Dendrogram based on the partial 18S rRNA gene sequences of Calodium hepaticum and related species of Trichinelloidea

Histopathology of 40 subsamples identified lesions consistent with C. hepaticum infection.

Discussion

In this study, we report C. hepaticum infection in six Sigmodontinae species, all new hosts for this parasite. This is the first report of C. hepaticum in Sigmodontinae rodents from Argentina and the second record in this subfamily for South America. In addition, this is the first report of C. hepaticum in Sigmodontinae rodents confirmed by molecular analysis. In Table 2, we offer a summary of the existing reports C. hepaticum in Muroidea rodents from South America, including the results of this survey.

Table 2 Calodium hepaticum in Muroidea rodents from South America. Host species, geographic location, infection prevalence (P %), and references

Spratt and Singleton (2001) described that C. hepaticum females move through host hepatic parenchyma, destroying hepatocytes. Subsequent encapsulation is by fibrous connective tissue of the host (Rothenburger et al. 2014). Interestingly, there are no studies describing the sex of adult C. hepaticum recovered from the liver. The absence of males in the liver parenchyma is surprising and suggests that new studies should establish whether they are naturally scarce or if they are present in other organs.

The dendrogram based on partial 18S rRNA gene sequences (Fig. 1) shows a remarkable separation of Capillariidae nematodes, where one clade groups respiratory parasites (Eucoleus aerophilus, Eucoleus boehmi, and Eucoleus dispar) and another capillarids colonizing abdominal organs of mammals (Calodium splenaecum, Aonchotheca putorii, Pearsonema plica, and C. hepaticum), as previously shown by Guardone et al. (2013). No difference was observed between the 18S rRNA sequences obtained from C. hepaticum hosted in Sigmodontinae in the present study and those reported from C. hepaticum hosted in Rattus spp. from different geographical origins (Argentina, KT875351, and Poland, KY488184) and in Arvicola terrestris Linnaeus, 1758 (Switzerland, JX456635-JX456636). Moreover, a minimal difference was observed (599/600 bp) when compared to the 18S rRNA sequence of C. hepaticum infesting Cricetulus migratorius Pallas, 1773 (Turkey, MF287972) and Vulpes vulpes Linnaeus, 1758 (Italy, JX456631-JX456634). Previous studies demonstrated that dissemination of invasive species, as Rattus spp., played a key role in the introduction of parasites in new geographical areas (Hayman et al. 2013; Kosoy et al. 2015; Puckett et al. 2016), which in turn may lead to altered parasite community dynamics (Telfer et al. 2010). In this regard, our results suggest that C. hepaticum originally circulating in Europe and Asia might have been introduced into the New World by rats, which transmitted the parasite to sigmodontine rodents. So far, paleoparasitological studies found no evidence of the presence of this parasite prior to rat introductions in the New World. However, further research on the phylogeography of C. hepaticum is necessary to test this hypothesis. Like in other parts of the world, in South America, Rattus spp. have high prevalence of C. hepaticum, ranging from 2 to 83% (see Table 2). In Argentina, C. hepaticum was only reported in R. norvegicus with a prevalence above 30% in Buenos Aires Province (Hancke et al. 2011). The only previous reports of C. hepaticum in Sigmodontinae rodents are Akodon venezuelensis from Venezuela (Vogelsang and Espin 1949) and S. hispidus from Florida, USA (Kinsella 1974); however, these diagnoses were attained only by assessment of the presence/absence of gross lesions. The prevalences reported here in Sigmodontinae rodents were lower than those found in rats, except for A. azarae from Santa Fe, where the prevalence was 41.2%.

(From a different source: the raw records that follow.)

//! Preview server.
//!
//! Loopback HTTP endpoint on its own thread. It only ever holds a
//! `PreviewHandle`, so it can show the last frame and outcome but cannot
//! trigger or alter anything.
//!
//! Routes (GET only):
//! - `/health`
//! - `/status`      JSON `PreviewSnapshot`
//! - `/latest.jpg`  retained frame bytes, `ETag` = frame fingerprint;
//!   `If-None-Match` with the current tag answers 304.
//!   `?ack=1` clears the "new image" flag after serving.

use anyhow::{anyhow, Result};
use std::collections::HashMap;
use std::io::{Read, Write};
use std::net::{SocketAddr, TcpListener, TcpStream};
use std::sync::atomic::{AtomicBool, Ordering};
use std::sync::Arc;
use std::thread::JoinHandle;
use std::time::Duration;

use crate::preview::PreviewHandle;

const MAX_REQUEST_BYTES: usize = 8192;

#[derive(Clone, Debug)]
pub struct PreviewServerConfig {
    pub addr: String,
}

impl Default for PreviewServerConfig {
    fn default() -> Self {
        Self {
            addr: "127.0.0.1:8780".to_string(),
        }
    }
}

#[derive(Debug)]
pub struct PreviewServerHandle {
    pub addr: SocketAddr,
    shutdown: Arc<AtomicBool>,
    join: Option<JoinHandle<()>>,
}

impl PreviewServerHandle {
    pub fn stop(mut self) -> Result<()> {
        self.shutdown.store(true, Ordering::SeqCst);
        if let Some(join) = self.join.take() {
            join.join()
                .map_err(|_| anyhow!("preview server thread panicked"))?;
        }
        Ok(())
    }
}

pub struct PreviewServer {
    cfg: PreviewServerConfig,
    preview: PreviewHandle,
}

impl PreviewServer {
    pub fn new(cfg: PreviewServerConfig, preview: PreviewHandle) -> Self {
        Self { cfg, preview }
    }

    pub fn spawn(self) -> Result<PreviewServerHandle> {
        let configured_addr: SocketAddr = self.cfg.addr.parse()?;
        let listener = TcpListener::bind(configured_addr)?;
        let addr = listener.local_addr()?;
        if configured_addr.ip().is_loopback() && !addr.ip().is_loopback() {
            return Err(anyhow!(
                "preview configured for loopback address '{}', but bound to non-loopback address '{}'",
                configured_addr,
                addr
            ));
        }
        if !addr.ip().is_loopback() {
            log::warn!("preview server reachable beyond loopback on {}", addr);
        }
        listener.set_nonblocking(true)?;

        let shutdown = Arc::new(AtomicBool::new(false));
        let shutdown_thread = shutdown.clone();
        let preview = self.preview;
        let join = std::thread::spawn(move || {
            if let Err(err) = run_server(listener, preview, shutdown_thread) {
                log::error!("preview server stopped: {}", err);
            }
        });

        Ok(PreviewServerHandle {
            addr,
            shutdown,
            join: Some(join),
        })
    }
}

fn run_server(
    listener: TcpListener,
    preview: PreviewHandle,
    shutdown: Arc<AtomicBool>,
) -> Result<()> {
    loop {
        if shutdown.load(Ordering::SeqCst) {
            break;
        }
        match listener.accept() {
            Ok((stream, _)) => {
                if let Err(err) = handle_connection(stream, &preview) {
                    log::warn!("preview request rejected: {}", err);
                }
            }
            Err(err) if err.kind() == std::io::ErrorKind::WouldBlock => {
                std::thread::sleep(Duration::from_millis(50));
                continue;
            }
            Err(err) => return Err(err.into()),
        }
    }
    Ok(())
}

fn handle_connection(mut stream: TcpStream, preview: &PreviewHandle) -> Result<()> {
    // The listener is non-blocking; accepted sockets must not be.
    stream.set_nonblocking(false)?;
    let peer = stream.peer_addr()?;
    let local = stream.local_addr()?;
    if local.ip().is_loopback() && !peer.ip().is_loopback() {
        write_json_response(&mut stream, 403, r#"{"error":"forbidden"}"#)?;
        return Ok(());
    }

    let request = read_request(&mut stream)?;
    if request.method != "GET" {
        write_json_response(&mut stream, 405, r#"{"error":"method_not_allowed"}"#)?;
        return Ok(());
    }
    match request.path.as_str() {
        "/health" => write_json_response(&mut stream, 200, r#"{"status":"ok"}"#),
        "/status" => {
            let payload = serde_json::to_vec(&preview.snapshot())?;
            write_response(&mut stream, 200, "application/json", &[], &payload)
        }
        "/latest.jpg" => serve_latest(&mut stream, &request, preview),
        _ => write_json_response(&mut stream, 404, r#"{"error":"not_found"}"#),
    }
}

fn serve_latest(
    stream: &mut TcpStream,
    request: &HttpRequest,
    preview: &PreviewHandle,
) -> Result<()> {
    let Some(frame) = preview.latest_frame() else {
        return write_json_response(stream, 404, r#"{"error":"no_image"}"#);
    };
    let etag = format!("\"{}\"", frame.fingerprint());
    let headers = [("ETag", etag.as_str())];
    if request.headers.get("if-none-match") == Some(&etag) {
        return write_response(stream, 304, frame.format().mime_type(), &headers, &[]);
    }
    write_response(stream, 200, frame.format().mime_type(), &headers, frame.bytes())?;
    if request.query_flag("ack") {
        preview.clear_new_image();
    }
    Ok(())
}

fn read_request(stream: &mut TcpStream) -> Result<HttpRequest> {
    stream.set_read_timeout(Some(Duration::from_secs(2)))?;
    let mut buf = [0u8; 1024];
    let mut data = Vec::new();
    loop {
        let n = stream.read(&mut buf)?;
        if n == 0 {
            break;
        }
        data.extend_from_slice(&buf[..n]);
        if data.len() > MAX_REQUEST_BYTES {
            return Err(anyhow!("request too large"));
        }
        if data.windows(4).any(|w| w == b"\r\n\r\n") {
            break;
        }
    }
    let text = String::from_utf8_lossy(&data);
    let mut lines = text.split("\r\n");
    let request_line = lines.next().ok_or_else(|| anyhow!("empty request"))?;
    let mut parts = request_line.split_whitespace();
    let method = parts.next().ok_or_else(|| anyhow!("missing method"))?;
    let raw_path = parts.next().ok_or_else(|| anyhow!("missing path"))?;
    let mut headers = HashMap::new();
    for line in lines {
        if line.is_empty() {
            break;
        }
        if let Some((k, v)) = line.split_once(':') {
            headers.insert(k.trim().to_lowercase(), v.trim().to_string());
        }
    }
    let (path, query) = match raw_path.split_once('?') {
        Some((path, query)) => (path, query),
        None => (raw_path, ""),
    };
    Ok(HttpRequest {
        method: method.to_string(),
        path: path.to_string(),
        query: query.to_string(),
        headers,
    })
}

fn write_json_response(stream: &mut TcpStream, status: u16, body: &str) -> Result<()> {
    write_response(stream, status, "application/json", &[], body.as_bytes())
}

fn write_response(
    stream: &mut TcpStream,
    status: u16,
    content_type: &str,
    extra_headers: &[(&str, &str)],
    body: &[u8],
) -> Result<()> {
    let status_line = match status {
        200 => "HTTP/1.1 200 OK",
        304 => "HTTP/1.1 304 Not Modified",
        403 => "HTTP/1.1 403 Forbidden",
        404 => "HTTP/1.1 404 Not Found",
        405 => "HTTP/1.1 405 Method Not Allowed",
        _ => "HTTP/1.1 500 Internal Server Error",
    };
    let mut header = format!(
        "{status_line}\r\nContent-Type: {content_type}\r\nContent-Length: {len}\r\nCache-Control: no-store\r\nConnection: close\r\n",
        status_line = status_line,
        content_type = content_type,
        len = body.len()
    );
    for (name, value) in extra_headers {
        header.push_str(&format!("{}: {}\r\n", name, value));
    }
    header.push_str("\r\n");
    stream.write_all(header.as_bytes())?;
    stream.write_all(body)?;
    Ok(())
}

#[derive(Debug)]
struct HttpRequest {
    method: String,
    path: String,
    query: String,
    headers: HashMap<String, String>,
}

impl HttpRequest {
    fn query_flag(&self, name: &str) -> bool {
        self.query.split('&').any(|pair| match pair.split_once('=') {
            Some((k, v)) => k == name && matches!(v, "1" | "true" | "yes"),
            None => pair == name,
        })
    }
}

#[cfg(test)]
mod tests {
    use super::*;

    fn request(raw_path: &str) -> HttpRequest {
        let (path, query) = raw_path.split_once('?').unwrap_or((raw_path, ""));
        HttpRequest {
            method: "GET".to_string(),
            path: path.to_string(),
            query: query.to_string(),
            headers: HashMap::new(),
        }
    }

    #[test]
    fn query_flag_forms() {
        assert!(request("/latest.jpg?ack=1").query_flag("ack"));
        assert!(request("/latest.jpg?x=2&ack").query_flag("ack"));
        assert!(!request("/latest.jpg?ack=0").query_flag("ack"));
        assert!(!request("/latest.jpg").query_flag("ack"));
    }

    #[test]
    fn invalid_address_fails_to_spawn() {
        let server = PreviewServer::new(
            PreviewServerConfig {
                addr: "not-an-address".to_string(),
            },
            crate::preview::PreviewState::new(Default::default()).handle(),
        );
        assert!(server.spawn().is_err());
    }
}
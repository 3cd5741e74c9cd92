use std::io;
use std::time::Instant;

use super::{ByteChannel, ChannelRead};

const SCRATCH_BYTES: usize = 1024;

#[derive(Clone, Debug, PartialEq, Eq)]
pub enum LineRead {
    /// A complete line with its terminator stripped.
    Line(String),
    /// More than `max_len` bytes arrived without a line terminator.
    TooLong,
    TimedOut,
    Closed,
}

#[derive(Clone, Copy, Debug, PartialEq, Eq)]
pub enum BodyRead {
    Data(usize),
    TimedOut,
    Closed,
}

/// Deadline-driven reader over a `ByteChannel`.
///
/// Bytes read past a line terminator are kept and handed out first by the
/// next `read_line` or `read_available` call.
pub struct ChannelReader<'a> {
    channel: &'a mut dyn ByteChannel,
    pending: Vec<u8>,
    scratch: Vec<u8>,
}

impl<'a> ChannelReader<'a> {
    pub fn new(channel: &'a mut dyn ByteChannel) -> Self {
        Self {
            channel,
            pending: Vec::new(),
            scratch: vec![0u8; SCRATCH_BYTES],
        }
    }

    /// Read one `\n`-terminated line before `deadline`.
    pub fn read_line(&mut self, deadline: Instant, max_len: usize) -> io::Result<LineRead> {
        loop {
            if let Some(pos) = self.pending.iter().position(|b| *b == b'\n') {
                let raw: Vec<u8> = self.pending.drain(..=pos).collect();
                let line = String::from_utf8_lossy(&raw)
                    .trim_end_matches(&['\r', '\n'][..])
                    .to_string();
                return Ok(LineRead::Line(line));
            }
            if self.pending.len() > max_len {
                return Ok(LineRead::TooLong);
            }
            let now = Instant::now();
            if now >= deadline {
                return Ok(LineRead::TimedOut);
            }
            match self.channel.read_chunk(&mut self.scratch, deadline - now)? {
                ChannelRead::Data(n) => self.pending.extend_from_slice(&self.scratch[..n]),
                ChannelRead::Idle => continue,
                ChannelRead::Closed => return Ok(LineRead::Closed),
            }
        }
    }

    /// Read available body bytes into `buf` before `deadline`.
    pub fn read_available(&mut self, buf: &mut [u8], deadline: Instant) -> io::Result<BodyRead> {
        if !self.pending.is_empty() {
            let n = buf.len().min(self.pending.len());
            buf[..n].copy_from_slice(&self.pending[..n]);
            self.pending.drain(..n);
            return Ok(BodyRead::Data(n));
        }
        loop {
            let now = Instant::now();
            if now >= deadline {
                return Ok(BodyRead::TimedOut);
            }
            match self.channel.read_chunk(buf, deadline - now)? {
                ChannelRead::Data(0) => continue,
                ChannelRead::Data(n) => return Ok(BodyRead::Data(n)),
                ChannelRead::Idle => continue,
                ChannelRead::Closed => return Ok(BodyRead::Closed),
            }
        }
    }
}
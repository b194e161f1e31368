use std::sync::Arc;

use axum::extract::{Path, State};
use axum::routing::{get, patch, post};
use axum::Json;
use axum::Router;
use serde::Deserialize;
use serde_json::{json, Value};
use uuid::Uuid;

use crate::engine::assignment::{self, AssignmentReceipt};
use crate::engine::tracking::{self, TrackingView};
use crate::error::AppError;
use crate::models::order::{DeliveryStatus, Order, OrderItem};
use crate::state::AppState;

pub fn router() -> Router<Arc<AppState>> {
    Router::new()
        .route("/orders", post(create_order))
        .route("/orders/:id", get(get_order))
        .route("/orders/:id/track", get(track_order))
        .route("/orders/:id/status", patch(advance_status))
        .route("/assignments", post(create_assignment))
}

#[derive(Deserialize)]
pub struct CreateOrderRequest {
    pub items: Vec<OrderItem>,
    pub amount: f64,
}

#[derive(Deserialize)]
pub struct CreateAssignmentRequest {
    pub order_id: Uuid,
    pub partner_id: Uuid,
}

#[derive(Deserialize)]
pub struct AdvanceStatusRequest {
    pub status: String,
}

async fn create_order(
    State(state): State<Arc<AppState>>,
    Json(payload): Json<CreateOrderRequest>,
) -> Result<Json<Order>, AppError> {
    let order = Order::new(payload.items, payload.amount)?;
    state.orders.insert(order.id, order.clone())?;

    Ok(Json(order))
}

async fn get_order(
    State(state): State<Arc<AppState>>,
    Path(id): Path<Uuid>,
) -> Result<Json<Order>, AppError> {
    let order = state
        .orders
        .get(&id)?
        .ok_or_else(|| AppError::NotFound(format!("order {id} not found")))?;

    Ok(Json(order))
}

async fn track_order(
    State(state): State<Arc<AppState>>,
    Path(id): Path<Uuid>,
) -> Result<Json<TrackingView>, AppError> {
    Ok(Json(tracking::track(&state, id)?))
}

async fn create_assignment(
    State(state): State<Arc<AppState>>,
    Json(payload): Json<CreateAssignmentRequest>,
) -> Result<Json<AssignmentReceipt>, AppError> {
    let receipt = assignment::assign(&state, payload.order_id, payload.partner_id)?;
    Ok(Json(receipt))
}

async fn advance_status(
    State(state): State<Arc<AppState>>,
    Path(id): Path<Uuid>,
    Json(payload): Json<AdvanceStatusRequest>,
) -> Result<Json<Value>, AppError> {
    let status = parse_status(&payload.status)?;
    assignment::advance_status(&state, id, status)?;

    Ok(Json(json!({ "ok": true })))
}

fn parse_status(raw: &str) -> Result<DeliveryStatus, AppError> {
    match raw {
        "NotAssigned" => Ok(DeliveryStatus::NotAssigned),
        "Assigned" => Ok(DeliveryStatus::Assigned),
        "PickedUp" => Ok(DeliveryStatus::PickedUp),
        "OutForDelivery" => Ok(DeliveryStatus::OutForDelivery),
        "Delivered" => Ok(DeliveryStatus::Delivered),
        other => Err(AppError::InvalidInput(format!(
            "unknown status: {other}, expected NotAssigned/Assigned/PickedUp/OutForDelivery/Delivered"
        ))),
    }
}
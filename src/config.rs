use std::env;

use crate::error::AppError;

#[derive(Debug, Clone)]
pub struct Config {
    pub http_port: u16,
    pub log_level: String,
    pub event_buffer_size: usize,
}

impl Config {
    pub fn from_env() -> Result<Self, AppError> {
        let _ = dotenvy::dotenv();

        Ok(Self {
            http_port: parse_or_default("HTTP_PORT", 3000)?,
            log_level: env::var("LOG_LEVEL").unwrap_or_else(|_| "info".to_string()),
            event_buffer_size: parse_or_default("EVENT_BUFFER_SIZE", 1024)?,
        })
    }
}

fn parse_or_default<T>(key: &str, default: T) -> Result<T, AppError>
where
    T: std::str::FromStr,
    T::Err: std::fmt::Display,
{
    match env::var(key) {
        Ok(raw) => raw
            .parse::<T>()
            .map_err(|err| AppError::Internal(format!("invalid {key}: {err}"))),
        Err(_) => Ok(default),
    }
}
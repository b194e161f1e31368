use std::sync::Arc;

use axum::extract::ws::{Message, WebSocket, WebSocketUpgrade};
use axum::extract::State;
use axum::response::IntoResponse;
use futures::SinkExt;
use futures::StreamExt;
use tracing::{info, warn};

use crate::state::AppState;

/// Live stream of delivery events (assignments and status changes) for the
/// admin console and the customer tracking view.
pub async fn ws_handler(
    ws: WebSocketUpgrade,
    State(state): State<Arc<AppState>>,
) -> impl IntoResponse {
    ws.on_upgrade(|socket| handle_socket(socket, state))
}

async fn handle_socket(socket: WebSocket, state: Arc<AppState>) {
    let (mut sender, mut receiver) = socket.split();
    let mut rx = state.delivery_events_tx.subscribe();

    info!("websocket client connected");

    let send_task = tokio::spawn(async move {
        while let Ok(event) = rx.recv().await {
            let json = match serde_json::to_string(&event) {
                Ok(json) => json,
                Err(err) => {
                    warn!(error = %err, "failed to serialize delivery event for ws");
                    continue;
                }
            };

            if sender.send(Message::Text(json.into())).await.is_err() {
                break;
            }
        }
    });

    let recv_task = tokio::spawn(async move {
        while let Some(Ok(_msg)) = receiver.next().await {}
    });

    tokio::select! {
        _ = send_task => {},
        _ = recv_task => {},
    }

    info!("websocket client disconnected");
}
use prometheus::{Encoder, IntCounter, IntCounterVec, IntGauge, Opts, Registry, TextEncoder};

#[derive(Clone)]
pub struct Metrics {
    registry: Registry,
    pub assignments_total: IntCounterVec,
    pub status_transitions_total: IntCounterVec,
    pub deliveries_completed_total: IntCounter,
    pub location_updates_total: IntCounter,
    pub active_assignments: IntGauge,
}

impl Metrics {
    pub fn new() -> Self {
        let registry = Registry::new();

        let assignments_total = IntCounterVec::new(
            Opts::new("assignments_total", "Assignment attempts by outcome"),
            &["outcome"],
        )
        .expect("valid assignments_total metric");

        let status_transitions_total = IntCounterVec::new(
            Opts::new(
                "status_transitions_total",
                "Delivery status transitions by target status",
            ),
            &["status"],
        )
        .expect("valid status_transitions_total metric");

        let deliveries_completed_total = IntCounter::new(
            "deliveries_completed_total",
            "Orders that reached the delivered state",
        )
        .expect("valid deliveries_completed_total metric");

        let location_updates_total = IntCounter::new(
            "location_updates_total",
            "Partner location reports accepted",
        )
        .expect("valid location_updates_total metric");

        let active_assignments = IntGauge::new(
            "active_assignments",
            "Orders currently bound to a partner and not yet delivered",
        )
        .expect("valid active_assignments metric");

        registry
            .register(Box::new(assignments_total.clone()))
            .expect("register assignments_total");
        registry
            .register(Box::new(status_transitions_total.clone()))
            .expect("register status_transitions_total");
        registry
            .register(Box::new(deliveries_completed_total.clone()))
            .expect("register deliveries_completed_total");
        registry
            .register(Box::new(location_updates_total.clone()))
            .expect("register location_updates_total");
        registry
            .register(Box::new(active_assignments.clone()))
            .expect("register active_assignments");

        Self {
            registry,
            assignments_total,
            status_transitions_total,
            deliveries_completed_total,
            location_updates_total,
            active_assignments,
        }
    }

    pub fn encode(&self) -> Result<String, String> {
        let metric_families = self.registry.gather();
        let mut buffer = Vec::new();

        TextEncoder::new()
            .encode(&metric_families, &mut buffer)
            .map_err(|err| format!("failed to encode metrics: {err}"))?;

        String::from_utf8(buffer).map_err(|err| format!("metrics are not valid utf8: {err}"))
    }
}

impl Default for Metrics {
    fn default() -> Self {
        Self::new()
    }
}
mod api;
mod config;
mod engine;
mod error;
mod models;
mod observability;
mod registry;
mod state;
mod store;

use std::sync::Arc;

use tracing_subscriber::EnvFilter;

#[tokio::main]
async fn main() -> Result<(), error::AppError> {
    let config = config::Config::from_env()?;

    tracing_subscriber::fmt()
        .with_env_filter(EnvFilter::new(config.log_level.clone()))
        .with_target(false)
        .compact()
        .init();

    let shared_state = Arc::new(state::AppState::new(config.event_buffer_size));
    let app = api::rest::router(shared_state);

    let bind_addr = format!("0.0.0.0:{}", config.http_port);
    let listener = tokio::net::TcpListener::bind(&bind_addr)
        .await
        .map_err(|err| error::AppError::Internal(format!("failed to bind {bind_addr}: {err}")))?;

    tracing::info!(http_port = config.http_port, "http server started");

    axum::serve(listener, app)
        .with_graceful_shutdown(shutdown_signal())
        .await
        .map_err(|err| error::AppError::Internal(format!("server error: {err}")))?;

    Ok(())
}

async fn shutdown_signal() {
    if let Err(err) = tokio::signal::ctrl_c().await {
        tracing::error!(error = %err, "failed to listen for shutdown signal");
    }
}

In summary, an analysis of the genetic findings and the prevalences observed here, together with the existing information on C. hepaticum, leads us to propose that Rattus spp. brought C. hepaticum to the New World exposing Sigmodontinae rodents, which are frequently infected by this parasite. The prevalence levels observed in A. azarae suggest that this host may be playing an important role in C. hepaticum dynamics in the New World.